東電PG、あす組織改編/「地域経営」実現へ
東京電力パワーグリッドが組織改編を行い、地域活性化や脱炭素といった地域課題の解決に経営資源を充てる方針を明らかにした。
専門家の視点
東京電力パワーグリッドが組織改編で「地域経営」を掲げる構造は、物語と実体の間にズレが生じています。物語としては、支社機能の集約で捻出した資源を地域課題や脱炭素に振り向けるという方向性を示しています。しかし実体として、送配電会社が実行できる地域活性化や脱炭素の手段は、系統運用やインフラ整備といった既存業務の範囲に本質的に制約されます。
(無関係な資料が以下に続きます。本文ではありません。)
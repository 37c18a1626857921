//! Production backend: every transition is a Lua script executed atomically by Redis.

mod error;
mod scripts;
mod store;

pub use error::{RedisDaoError, RedisDaoResult};
pub use store::RedisGameStore;
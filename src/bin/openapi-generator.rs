use delta_back::services::documentation::ApiDoc;
use utoipa::OpenApi;

fn main() -> anyhow::Result<()> {
    let doc = ApiDoc::openapi();
    println!("{}", doc.to_pretty_json()?);
    Ok(())
}
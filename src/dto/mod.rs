use time::{OffsetDateTime, format_description::well_known::Rfc3339};

pub mod game;
pub mod health;
pub mod validation;
pub mod ws;

fn format_unix_millis(millis: i64) -> String {
    OffsetDateTime::from_unix_timestamp_nanos(i128::from(millis) * 1_000_000)
        .ok()
        .and_then(|time| time.format(&Rfc3339).ok())
        .unwrap_or_else(|| "invalid-timestamp".into())
}
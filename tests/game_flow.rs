//! End-to-end game flows through the hub, the relay and the arbiter on the in-memory store.

use std::{collections::HashMap, sync::Arc, time::Duration};

use axum::extract::ws::Message;
use tokio::{sync::mpsc, time::timeout};

use delta_back::{
    config::AppConfig,
    dao::{
        game_store::{GameStore, ProtocolSettings, memory::MemoryGameStore},
        models::{GameStatus, WinReason},
    },
    dto::{
        game::MatchStatus,
        ws::{ClientAction, ErrorPayload, EventKind, EventPayload, ServerMessage},
    },
    services::{
        arbiter::{ArbiterSettings, TimeoutArbiter},
        auth::{HeaderAuthenticator, PlayerIdentity},
        hub::{ConnectionHandle, ConnectionId, Hub, HubHandle, HubSettings},
        matchmaking_service, relay,
        words::Lexicon,
    },
    state::{AppState, SharedState},
};

struct Player {
    identity: PlayerIdentity,
    connection: ConnectionId,
    rx: mpsc::Receiver<Message>,
}

impl Player {
    async fn next(&mut self) -> ServerMessage {
        let frame = timeout(Duration::from_secs(2), self.rx.recv())
            .await
            .expect("frame in time")
            .expect("connection open");
        match frame {
            Message::Text(text) => serde_json::from_str(text.as_str()).unwrap(),
            other => panic!("unexpected {other:?}"),
        }
    }

    async fn expect(&mut self, kind: EventKind) -> ServerMessage {
        let frame = self.next().await;
        assert_eq!(frame.kind, kind, "got {frame:?}");
        frame
    }
}

struct Harness {
    store: MemoryGameStore,
    state: SharedState,
    hub: HubHandle,
}

impl Harness {
    /// `cold` is the only start word; `colt` leads nowhere new.
    async fn start() -> Self {
        let store = MemoryGameStore::new(ProtocolSettings::default());
        let map = HashMap::from([
            ("cold".to_string(), vec!["cord".to_string(), "colt".to_string()]),
            ("colt".to_string(), vec!["cold".to_string()]),
            (
                "cord".to_string(),
                vec!["cold".to_string(), "card".to_string(), "word".to_string()],
            ),
            ("card".to_string(), vec!["cord".to_string()]),
            ("word".to_string(), vec!["cord".to_string()]),
        ]);
        let words = Arc::new(Lexicon::from_map(map, vec!["cold".into()]).unwrap());
        let shared: Arc<dyn GameStore> = Arc::new(store.clone());

        let (hub, _) = Hub::spawn(shared.clone(), words.clone(), &HubSettings::default());
        relay::start(shared.clone(), hub.clone()).await.unwrap();
        let state = AppState::new(
            AppConfig::default(),
            shared,
            words,
            Arc::new(HeaderAuthenticator),
            hub.clone(),
        );

        Self { store, state, hub }
    }

    async fn connect(&self, player_id: &str) -> Player {
        let identity = PlayerIdentity {
            player_id: player_id.into(),
            player_name: format!("{player_id} name"),
        };
        let (tx, rx) = mpsc::channel(16);
        let handle = ConnectionHandle::new(&identity, tx);
        let connection = handle.id;
        self.hub.register(handle).await.unwrap();
        Player {
            identity,
            connection,
            rx,
        }
    }

    async fn send(&self, player: &Player, action: ClientAction) {
        self.hub.dispatch(player.connection, action).await.unwrap();
    }

    /// Match both players and start the game on their sockets.
    async fn started_game(&self, alice: &mut Player, bob: &mut Player) -> String {
        let waiting = matchmaking_service::find_game(&self.state, &alice.identity)
            .await
            .unwrap();
        assert_eq!(waiting.status, MatchStatus::Waiting);
        let matched = matchmaking_service::find_game(&self.state, &bob.identity)
            .await
            .unwrap();
        assert_eq!(matched.status, MatchStatus::Matched);
        assert_eq!(matched.game_id, waiting.game_id);
        let game_id = matched.game_id;

        self.send(alice, join(&game_id)).await;
        alice.expect(EventKind::JoinedGame).await;
        self.send(bob, join(&game_id)).await;
        bob.expect(EventKind::JoinedGame).await;

        for player in [&mut *alice, &mut *bob] {
            let started = player.expect(EventKind::GameStarted).await;
            match started.payload {
                Some(EventPayload::GameStarted(payload)) => {
                    assert_eq!(payload.start_word, "cold");
                    assert_eq!(payload.current_turn_id, "alice");
                    assert_eq!(payload.player2_name, "bob name");
                }
                other => panic!("unexpected {other:?}"),
            }
        }
        game_id
    }
}

fn join(game_id: &str) -> ClientAction {
    ClientAction::JoinGame {
        game_id: game_id.into(),
    }
}

fn submit(game_id: &str, word: &str) -> ClientAction {
    ClientAction::SubmitWord {
        game_id: game_id.into(),
        word: word.into(),
    }
}

fn error_message(frame: &ServerMessage) -> &str {
    match &frame.payload {
        Some(EventPayload::Error(ErrorPayload { message, .. })) => message,
        other => panic!("unexpected {other:?}"),
    }
}

#[tokio::test]
async fn abandoned_turn_is_settled_by_the_arbiter() {
    let harness = Harness::start().await;
    let mut alice = harness.connect("alice").await;
    let mut bob = harness.connect("bob").await;
    let game_id = harness.started_game(&mut alice, &mut bob).await;

    harness.send(&alice, submit(&game_id, "Cord ")).await;
    for player in [&mut alice, &mut bob] {
        let frame = player.expect(EventKind::WordSubmitted).await;
        match frame.payload {
            Some(EventPayload::WordSubmitted(payload)) => {
                assert_eq!(payload.word, "cord");
                assert_eq!(payload.player_name, "alice name");
                assert_eq!(payload.current_turn_id, "bob");
            }
            other => panic!("unexpected {other:?}"),
        }
    }

    // Played words and out-of-turn moves only reach the sender.
    harness.send(&bob, submit(&game_id, "cord")).await;
    let refused = bob.expect(EventKind::Error).await;
    assert_eq!(error_message(&refused), "word_already_played");
    harness.send(&alice, submit(&game_id, "card")).await;
    let refused = alice.expect(EventKind::Error).await;
    assert_eq!(error_message(&refused), "not_your_turn");

    let arbiter = TimeoutArbiter::new(harness.state.store().clone(), ArbiterSettings::default());
    assert!(arbiter.tick().await.unwrap().is_empty());

    harness.store.advance_clock(Duration::from_secs(101));
    let settled = arbiter.tick().await.unwrap();
    assert_eq!(settled.len(), 1);
    assert_eq!(settled[0].winner_id, "alice");
    assert!(arbiter.tick().await.unwrap().is_empty());

    for player in [&mut alice, &mut bob] {
        let frame = player.expect(EventKind::GameEnded).await;
        match frame.payload {
            Some(EventPayload::GameEnded(payload)) => {
                assert_eq!(payload.winner_id, "alice");
                assert_eq!(payload.reason, WinReason::Timeout);
            }
            other => panic!("unexpected {other:?}"),
        }
    }

    let game = harness.store.find_game(game_id).await.unwrap().unwrap();
    assert_eq!(game.status, GameStatus::Completed);
    assert_eq!(game.win_reason, Some(WinReason::Timeout));
}

#[tokio::test]
async fn move_without_replies_wins_the_game() {
    let harness = Harness::start().await;
    let mut alice = harness.connect("alice").await;
    let mut bob = harness.connect("bob").await;
    let game_id = harness.started_game(&mut alice, &mut bob).await;

    harness.send(&alice, submit(&game_id, "colt")).await;
    for player in [&mut alice, &mut bob] {
        player.expect(EventKind::WordSubmitted).await;
        let frame = player.expect(EventKind::GameEnded).await;
        match frame.payload {
            Some(EventPayload::GameEnded(payload)) => {
                assert_eq!(payload.winner_id, "alice");
                assert_eq!(payload.reason, WinReason::NoMoves);
            }
            other => panic!("unexpected {other:?}"),
        }
    }

    // Completed games have no deadline left to claim.
    harness.store.advance_clock(Duration::from_secs(101));
    let arbiter = TimeoutArbiter::new(harness.state.store().clone(), ArbiterSettings::default());
    assert!(arbiter.tick().await.unwrap().is_empty());
}

#[tokio::test]
async fn illegal_move_is_reported_to_the_sender_only() {
    let harness = Harness::start().await;
    let mut alice = harness.connect("alice").await;
    let mut bob = harness.connect("bob").await;
    let game_id = harness.started_game(&mut alice, &mut bob).await;

    harness.send(&alice, submit(&game_id, "word")).await;
    let refused = alice.expect(EventKind::Error).await;
    assert_eq!(error_message(&refused), "invalid_move");
    assert!(bob.rx.try_recv().is_err());

    let game = harness.store.find_game(game_id).await.unwrap().unwrap();
    assert_eq!(game.current_word.as_deref(), Some("cold"));
    assert_eq!(game.current_turn_id.as_deref(), Some("alice"));
}

#[tokio::test]
async fn disconnect_releases_the_session_without_ending_the_game() {
    let harness = Harness::start().await;
    let mut alice = harness.connect("alice").await;
    let mut bob = harness.connect("bob").await;
    let game_id = harness.started_game(&mut alice, &mut bob).await;

    harness.hub.unregister(bob.connection).await.unwrap();
    harness.send(&alice, submit(&game_id, "cord")).await;
    alice.expect(EventKind::WordSubmitted).await;

    let game = harness.store.find_game(game_id.clone()).await.unwrap().unwrap();
    assert_eq!(game.connected_count, 1);
    assert_eq!(game.status, GameStatus::Active);
    assert_eq!(harness.hub.group_size(&game_id), 1);

    // Reconnecting does not start the game a second time.
    let mut bob = harness.connect("bob").await;
    harness.send(&bob, join(&game_id)).await;
    bob.expect(EventKind::JoinedGame).await;
    assert!(
        timeout(Duration::from_millis(200), bob.rx.recv())
            .await
            .is_err()
    );
}
use axum::Router;

use crate::state::SharedState;

pub mod docs;
pub mod game;
pub mod health;
pub mod websocket;

/// Compose all route trees, wiring in shared state and documentation routes.
pub fn router(state: SharedState) -> Router<()> {
    let api_router = health::router()
        .merge(websocket::router())
        .merge(game::router());

    let docs_router = docs::router(state.clone());

    api_router.merge(docs_router).with_state(state)
}
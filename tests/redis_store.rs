//! Game-state transitions against a live Redis. Skipped unless `REDIS_URL` is set.
#![cfg(feature = "redis-store")]

use std::time::Duration;

use futures::future::join_all;
use uuid::Uuid;

use delta_back::dao::{
    game_store::{GameStore, ProtocolSettings, redis::RedisGameStore},
    models::{Challenger, GameEntity, GameKind, GameListing, GameStatus, WinReason, WordSubmission},
    storage::{Rejection, StorageError},
};

async fn connect(turn_timeout: Duration) -> Option<RedisGameStore> {
    let Some(url) = std::env::var("REDIS_URL").ok().filter(|url| !url.is_empty()) else {
        eprintln!("REDIS_URL is not set; skipping");
        return None;
    };
    let settings = ProtocolSettings {
        turn_timeout,
        ..ProtocolSettings::default()
    };
    Some(RedisGameStore::connect(&url, settings).await.unwrap())
}

/// Player ids unique to one run so parallel tests never share records.
fn player(name: &str) -> Challenger {
    Challenger {
        player_id: format!("{name}-{}", Uuid::new_v4()),
        player_name: name.into(),
        start_word: "cold".into(),
    }
}

fn unique_id() -> String {
    Uuid::new_v4().to_string()
}

fn unique_code() -> String {
    Uuid::new_v4().simple().to_string()[..8].to_string()
}

fn waiting(game_id: &str, owner: &Challenger, join_code: Option<String>) -> GameEntity {
    let kind = if join_code.is_some() {
        GameKind::Private
    } else {
        GameKind::Online
    };
    GameEntity::waiting(
        game_id.into(),
        kind,
        join_code,
        owner.player_id.clone(),
        owner.player_name.clone(),
        0,
    )
}

/// A private game between two fresh players with both sockets attached.
async fn active_game(store: &RedisGameStore) -> (String, Challenger, Challenger) {
    let (alice, bob) = (player("alice"), player("bob"));
    let (game_id, code) = (unique_id(), unique_code());
    store
        .create_game(
            waiting(&game_id, &alice, Some(code.clone())),
            GameListing::JoinCode(code.clone()),
        )
        .await
        .unwrap();
    store.join_private_game(code, bob.clone()).await.unwrap();
    store.join_session(game_id.clone()).await.unwrap();
    let second = store.join_session(game_id.clone()).await.unwrap();
    assert!(second.started);
    (game_id, alice, bob)
}

fn submission(game_id: &str, player: &Challenger, word: &str, continuations: &[&str]) -> WordSubmission {
    WordSubmission {
        game_id: game_id.into(),
        player_id: player.player_id.clone(),
        word: word.into(),
        continuations: continuations.iter().map(|word| word.to_string()).collect(),
    }
}

#[tokio::test]
async fn session_starts_exactly_once() {
    let Some(store) = connect(Duration::from_secs(100)).await else {
        return;
    };
    let (alice, bob) = (player("alice"), player("bob"));
    let (game_id, code) = (unique_id(), unique_code());
    store
        .create_game(
            waiting(&game_id, &alice, Some(code.clone())),
            GameListing::JoinCode(code.clone()),
        )
        .await
        .unwrap();

    let waiting_join = store.join_session(game_id.clone()).await.unwrap();
    assert!(!waiting_join.started);
    assert_eq!(store.leave_session(game_id.clone()).await.unwrap(), 0);
    assert_eq!(store.leave_session(game_id.clone()).await.unwrap(), 0);

    store.join_private_game(code, bob).await.unwrap();
    let joins = join_all((0..4).map(|_| store.join_session(game_id.clone()))).await;
    let mut counts: Vec<_> = joins.iter().map(|join| join.as_ref().unwrap().connected_count).collect();
    counts.sort_unstable();
    assert_eq!(counts, vec![1, 2, 3, 4]);
    assert_eq!(joins.iter().filter(|join| join.as_ref().unwrap().started).count(), 1);

    let game = store.find_game(game_id).await.unwrap().unwrap();
    assert_eq!(game.status, GameStatus::Active);
}

#[tokio::test]
async fn repeated_word_is_rejected() {
    let Some(store) = connect(Duration::from_secs(100)).await else {
        return;
    };
    let (game_id, alice, bob) = active_game(&store).await;

    let outcome = store
        .submit_word(submission(&game_id, &alice, "cord", &["card"]))
        .await
        .unwrap();
    assert_eq!(outcome.next_turn_id, bob.player_id);
    assert_eq!(outcome.winner_id, None);

    for word in ["cord", "cold"] {
        let err = store
            .submit_word(submission(&game_id, &bob, word, &["card"]))
            .await
            .unwrap_err();
        assert!(matches!(err, StorageError::Rejected(Rejection::WordAlreadyPlayed)), "{word}: {err:?}");
    }
    let err = store
        .submit_word(submission(&game_id, &alice, "card", &["cord"]))
        .await
        .unwrap_err();
    assert!(matches!(err, StorageError::Rejected(Rejection::NotYourTurn)));

    assert!(store.is_word_played(game_id.clone(), "cord".into()).await.unwrap());
    assert!(!store.is_word_played(game_id.clone(), "card".into()).await.unwrap());
    let game = store.find_game(game_id).await.unwrap().unwrap();
    assert_eq!(game.current_word.as_deref(), Some("cord"));
    assert_eq!(game.current_turn_id, Some(bob.player_id));
}

#[tokio::test]
async fn expired_game_is_claimed_exactly_once() {
    let Some(store) = connect(Duration::from_secs(1)).await else {
        return;
    };
    let (game_id, _alice, bob) = active_game(&store).await;

    tokio::time::sleep(Duration::from_millis(2100)).await;
    let rounds = join_all((0..4).map(|_| store.claim_and_end_expired(100))).await;
    let claims: Vec<_> = rounds
        .into_iter()
        .flat_map(|round| round.unwrap())
        .filter(|game| game.game_id == game_id)
        .collect();
    assert_eq!(claims.len(), 1);
    assert_eq!(claims[0].winner_id, bob.player_id);

    let game = store.find_game(game_id.clone()).await.unwrap().unwrap();
    assert_eq!(game.status, GameStatus::Completed);
    assert_eq!(game.win_reason, Some(WinReason::Timeout));
    let err = store.join_session(game_id).await.unwrap_err();
    assert!(matches!(err, StorageError::Rejected(Rejection::GameNotJoinable)));
}

#[tokio::test]
async fn join_code_is_redeemed_exactly_once() {
    let Some(store) = connect(Duration::from_secs(100)).await else {
        return;
    };
    let alice = player("alice");
    let (game_id, code) = (unique_id(), unique_code());
    store
        .create_game(
            waiting(&game_id, &alice, Some(code.clone())),
            GameListing::JoinCode(code.clone()),
        )
        .await
        .unwrap();

    let err = store.join_private_game(code.clone(), alice.clone()).await.unwrap_err();
    assert!(matches!(err, StorageError::Rejected(Rejection::CannotJoinOwnGame)));

    let attempts = join_all((0..8).map(|i| store.join_private_game(code.clone(), player(&format!("p{i}"))))).await;
    let (joined, refused): (Vec<_>, Vec<_>) = attempts.into_iter().partition(Result::is_ok);
    assert_eq!(joined.len(), 1);
    assert!(refused.into_iter().all(|attempt| matches!(
        attempt,
        Err(StorageError::Rejected(Rejection::InvalidCode))
    )));

    let game = store.find_game(game_id).await.unwrap().unwrap();
    assert_eq!(game.status, GameStatus::Ready);
    assert_eq!(game.current_turn_id, Some(alice.player_id));
}

#[tokio::test]
async fn move_without_unplayed_continuation_ends_the_game() {
    let Some(store) = connect(Duration::from_secs(100)).await else {
        return;
    };
    let (game_id, alice, bob) = active_game(&store).await;

    let outcome = store
        .submit_word(submission(&game_id, &alice, "cord", &["cold", "cord"]))
        .await
        .unwrap();
    assert_eq!(outcome.winner_id.as_deref(), Some(alice.player_id.as_str()));

    let game = store.find_game(game_id.clone()).await.unwrap().unwrap();
    assert_eq!(game.status, GameStatus::Completed);
    assert_eq!(game.win_reason, Some(WinReason::NoMoves));
    assert_eq!(game.winner_id, Some(alice.player_id));

    let err = store
        .submit_word(submission(&game_id, &bob, "card", &["cord"]))
        .await
        .unwrap_err();
    assert!(matches!(err, StorageError::Rejected(Rejection::GameNotActive)));
}

#[tokio::test]
async fn own_games_stay_queued_in_order() {
    let Some(store) = connect(Duration::from_secs(100)).await else {
        return;
    };
    let alice = player("alice");
    let (first, second) = (unique_id(), unique_id());
    for game_id in [&first, &second] {
        store
            .create_game(waiting(game_id, &alice, None), GameListing::Matchmaking)
            .await
            .unwrap();
    }

    assert_eq!(store.pop_and_join(alice.clone()).await.unwrap(), None);
    assert_eq!(store.pop_and_join(alice.clone()).await.unwrap(), None);

    let bob = store.pop_and_join(player("bob")).await.unwrap().unwrap();
    let carol = store.pop_and_join(player("carol")).await.unwrap().unwrap();
    assert_eq!((bob.game_id, carol.game_id), (first, second));
}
地域と共に解決するという物語は美しいですが、具体的なKPIやどの程度の資源が本当に新規対応に回るのか、検証可能な数字が欠けている点が問題です。 特に「誰が実行するのか」という実行レイヤーが不明瞭です。支社の現場が担うのか、本店が指揮するのか、もしくは自治体や事業者との共創体制を自ら構築するのかが示されていません。物語は走っているが実体が追いつかない「物語先走り」の構造と見るべきでしょう。 隠れた前提は、送配電会社が地域経営の主体として自治体や地元企業より適任だという点です。系統運用の公平性や中立性が必要なインフラ事業者が、特定地域の活性化を積極的に推進する役割を担う際、利害調整の難しさは無視できません。